J'ai retrouvé ce texte déjanté écrit pour un jeu d'écriture du forum Maux d'Auteurs (la phrase en rouge était imposée)
Un matin, un lion et une hyène du jardin des Plantes réussirent à ouvrir la porte de leur cage, fermée avec négligence. Cinq heures du mat’, Paris s’éveille, la liberté est à leurs pieds…
Lui choisit de flâner aux terrasses des cafés, avenue des champs Elysées, puis de somnoler sous les parasols du Trocadéro. Il ne chasse que la nuit. Le jour, le roi des animaux se prélasse tout en repérant tranquillement ses proies. Le temps lui appartient.
Elle, elle décide de rejoindre ses copines au bar des Charognardes. Il lui faut traverser Paris. L’arrière-train bringuebalant, elle longe les rues de la capitale. Gênés, les mâles qu’elle croise l’évitent, ils préfèrent scruter le sol bétonné et crasseux. Ils se font petits, tout petits. À leur vue, la bouche de la hyène se plie en un rictus mauvais, elle émet des grincements aigus. Dans ses yeux se distillent quelques gouttes de ce plaisir pervers qu’elle recherche tant, mais aucun d’eux ne peut la satisfaire, car un seul occupe son esprit. Cependant, leur attitude la rassure sur sa capacité à dominer. Elle est soulagée, rien n’a changé, ils ont toujours peur de son ombre, peur de la mort qui rôde.
La journée du roi des animaux s’étire doucement. Il attend patiemment le coucher du soleil, alors viendra le moment de la chasse. Pour l’instant, il imagine la gazelle qu’il va se mettre sous la dent et rêve de son odeur sauvage, de sa peau ambrée. Il s’en lèche les babines, une douce chaleur envahit son ventre, ses pattes le démangent. Il émet un léger grognement.
La hyène a passé la journée avec ses alliées, des heures de bavardages, de stratégies, d’essayages, de maquillage. Elle est enfin prête. Elle connait sa proie, ses habitudes, ses faiblesses. Depuis des mois, elle épie l’animal et guette la moindre opportunité. Son instinct ne l’a jamais trompée, son heure est enfin arrivée. Ce lion, elle le veut, elle l’aura.
La lune pleine et ronde a relayé maintenant le soleil, l’air se rafraîchit tandis que les esprits et les corps s’échauffent. L’alcool coule à flot sous les spots du Savane dancing. Le lion est accoudé au bar, le regard à l’affût, le nez en l’air. Il flaire, désire. La hyène et sa meute l’ont aussitôt repéré. La traque peut commencer. Il est parfait : son corps est long et souple, sa crinière fauve descend en cascade, son pantalon laisse deviner des gigots fermes, ses épaules musclées et son buste trapu appellent la femelle à se blottir.

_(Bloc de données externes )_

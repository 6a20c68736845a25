//! ztable - headless table runner
//!
//! Prints the settled page of a table, or the facets of one field, as JSON on stdout.

use anyhow::{Context, Result};
use clap::Parser;
use serde::Serialize;
use ztable_app::args::{Cli, Commands};
use ztable_app::logging::{self, LoggingConfig};
use ztable_app::{RunRequest, TableRunner};
use ztable_core::ColumnDef;
use ztable_settings::TableSettings;

#[tokio::main]
async fn main() {
    let cli = Cli::parse();

    let config = if cli.verbose {
        LoggingConfig::development()
    } else {
        LoggingConfig::production()
    };
    if let Err(e) = logging::init(config) {
        // Logging is not up yet
        eprintln!("FATAL: Failed to initialize logging: {}", e);
        std::process::exit(1);
    }

    tracing::debug!(version = env!("CARGO_PKG_VERSION"), "starting ztable");

    if let Err(e) = run(cli).await {
        tracing::error!(error = %e, "ztable run failed");
        eprintln!("error: {:#}", e);
        std::process::exit(1);
    }
}

async fn run(cli: Cli) -> Result<()> {
    let settings = match &cli.settings {
        Some(path) => TableSettings::load_from(path)?,
        None => TableSettings::load()?,
    };

    let source = cli
        .data_source()
        .context("Provide --data <file> or --url <endpoint>")?;
    let mut request = RunRequest::new(source).with_query(cli.query.clone());
    if let Some(path) = &cli.columns {
        request = request.with_columns(load_columns(path)?);
    }
    if let Some(path) = &cli.storage {
        request = request.with_storage_file(path);
    }

    let runner = TableRunner::new(settings);
    match cli.command.unwrap_or(Commands::Page) {
        Commands::Page => {
            let report = runner.page(&request).await?;
            print_json(&report, cli.pretty)
        }
        Commands::Facets { field } => {
            let options = runner.facets(&request, &field).await?;
            print_json(&options, cli.pretty)
        }
    }
}

fn load_columns(path: &std::path::Path) -> Result<Vec<ColumnDef>> {
    let content = std::fs::read_to_string(path)
        .with_context(|| format!("Failed to read columns from {:?}", path))?;
    serde_json::from_str(&content).with_context(|| "Failed to parse column definitions")
}

fn print_json<T: Serialize>(value: &T, pretty: bool) -> Result<()> {
    let output = if pretty {
        serde_json::to_string_pretty(value)?
    } else {
        serde_json::to_string(value)?
    };
    println!("{}", output);
    Ok(())
}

Le pelage moucheté luisant sous les lumières tamisées, elles s’installent au bar, près de lui. Tout près.
Trop absorbé par le corps d’une antilope qui ondule sur la piste de danse, le fauve ne les a pas senties pas s’approcher. La hyène le frôle. Surpris et un peu paniqué, il a le cœur qui s’emballe. Il contemple ce visage tacheté de fards aux couleurs criardes, ce rictus qui articule des mots qu’il ne comprend pas. Elle l’enlace, ses complices l’encouragent. Elles ont faim et sont concentrées sur leur victime, l’ivresse de la chasse les transporte. Leurs yeux se font cruels, une patte s’avère sournoise et se balade entre les cuisses non consentantes de la proie. Elle se fait plus pressante. Plaqué contre le zinc, il ne parvient pas à se dérober. Une bouche étouffe la sienne, des cris aigus saluent la victoire. Pris à la gorge, le lion n’a pas bougé. Trois heures du mat’, Paris sommeille, le pari est remporté, Sa Majesté est matée.